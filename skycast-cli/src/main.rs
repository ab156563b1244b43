//! Binary crate for the `skycast` command-line tool.
//!
//! This crate focuses on:
//! - Parsing CLI arguments
//! - The interactive search session
//! - Human-friendly output formatting

use clap::Parser;

mod app;
mod cli;
mod output;

#[tokio::main]
async fn main() -> anyhow::Result<()> {
    let cmd = cli::Cli::parse();
    cmd.run().await
}
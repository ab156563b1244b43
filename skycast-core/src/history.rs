use anyhow::{Context, Result, bail};

use crate::{model::HistoryEntry, storage::SessionStorage};

/// Storage key the whole history list is serialized under.
pub const HISTORY_KEY: &str = "histories";

/// Ordered list of past searches, mirrored to session storage as a single
/// JSON blob. Entries are kept in insertion order; the descending-by-time
/// view shown to users is recomputed on every read, never stored.
#[derive(Debug)]
pub struct HistoryStore {
    storage: Box<dyn SessionStorage>,
    entries: Vec<HistoryEntry>,
}

impl HistoryStore {
    /// Read the persisted blob and rebuild the in-memory list.
    ///
    /// Fails soft: an unreadable or unparsable blob clears the stored key
    /// and yields an empty history. Corruption never reaches the caller.
    pub fn load(mut storage: Box<dyn SessionStorage>) -> Self {
        let entries = match storage.get(HISTORY_KEY) {
            Ok(Some(blob)) => match serde_json::from_str::<Vec<HistoryEntry>>(&blob) {
                Ok(entries) => entries,
                Err(err) => {
                    tracing::warn!(%err, "stored history is malformed, starting empty");
                    if let Err(err) = storage.remove(HISTORY_KEY) {
                        tracing::warn!(%err, "failed to clear malformed history");
                    }
                    Vec::new()
                }
            },
            Ok(None) => Vec::new(),
            Err(err) => {
                tracing::warn!(%err, "could not read stored history, starting empty");
                Vec::new()
            }
        };

        Self { storage, entries }
    }

    /// Append one entry and re-persist the whole list. The blob is always
    /// rewritten in full; history is small enough that this stays cheap.
    pub fn append(&mut self, entry: HistoryEntry) -> Result<()> {
        self.entries.push(entry);
        self.persist()
    }

    /// Remove the entry at `display_index` in the descending-by-time view,
    /// which is how entries are shown, not the insertion order. The sort is
    /// stable, so entries with equal instants keep their insertion order.
    pub fn remove_at(&mut self, display_index: usize) -> Result<HistoryEntry> {
        let order = self.display_order();
        let Some(&underlying) = order.get(display_index) else {
            bail!(
                "No history entry at position {display_index} (history has {} entries)",
                self.entries.len()
            );
        };

        let removed = self.entries.remove(underlying);
        self.persist()?;
        Ok(removed)
    }

    /// The display view: most recent search first.
    pub fn sorted_entries(&self) -> Vec<&HistoryEntry> {
        self.display_order()
            .into_iter()
            .map(|i| &self.entries[i])
            .collect()
    }

    /// Last appended entry, which is what startup replay re-runs. Under
    /// out-of-order completion this can differ from the most recent by time.
    pub fn last_inserted(&self) -> Option<&HistoryEntry> {
        self.entries.last()
    }

    pub fn len(&self) -> usize {
        self.entries.len()
    }

    pub fn is_empty(&self) -> bool {
        self.entries.is_empty()
    }

    /// Indices into `entries`, sorted descending by `searched_at`.
    fn display_order(&self) -> Vec<usize> {
        let mut order: Vec<usize> = (0..self.entries.len()).collect();
        order.sort_by(|&a, &b| {
            self.entries[b]
                .searched_at
                .cmp(&self.entries[a].searched_at)
        });
        order
    }

    fn persist(&mut self) -> Result<()> {
        let blob =
            serde_json::to_string(&self.entries).context("Failed to serialize search history")?;
        self.storage.set(HISTORY_KEY, &blob)
    }
}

Aim of the task
The required output is every line above from the one with "Human-friendly output formatting" down to the one with "blob is always", restated word for word, ends included.

Solution
//! - Human-friendly output formatting

use clap::Parser;

mod app;
mod cli;
mod output;

#[tokio::main]
async fn main() -> anyhow::Result<()> {
    let cmd = cli::Cli::parse();
    cmd.run().await
}
repository ab156563b1244b43
filename skycast-core/src/history.rs
use anyhow::{Context, Result, bail};

use crate::{model::HistoryEntry, storage::SessionStorage};

/// Storage key the whole history list is serialized under.
pub const HISTORY_KEY: &str = "histories";

/// Ordered list of past searches, mirrored to session storage as a single
/// JSON blob. Entries are kept in insertion order; the descending-by-time
/// view shown to users is recomputed on every read, never stored.
#[derive(Debug)]
pub struct HistoryStore {
    storage: Box<dyn SessionStorage>,
    entries: Vec<HistoryEntry>,
}

impl HistoryStore {
    /// Read the persisted blob and rebuild the in-memory list.
    ///
    /// Fails soft: an unreadable or unparsable blob clears the stored key
    /// and yields an empty history. Corruption never reaches the caller.
    pub fn load(mut storage: Box<dyn SessionStorage>) -> Self {
        let entries = match storage.get(HISTORY_KEY) {
            Ok(Some(blob)) => match serde_json::from_str::<Vec<HistoryEntry>>(&blob) {
                Ok(entries) => entries,
                Err(err) => {
                    tracing::warn!(%err, "stored history is malformed, starting empty");
                    if let Err(err) = storage.remove(HISTORY_KEY) {
                        tracing::warn!(%err, "failed to clear malformed history");
                    }
                    Vec::new()
                }
            },
            Ok(None) => Vec::new(),
            Err(err) => {
                tracing::warn!(%err, "could not read stored history, starting empty");
                Vec::new()
            }
        };

        Self { storage, entries }
    }

    /// Append one entry and re-persist the whole list. The blob is always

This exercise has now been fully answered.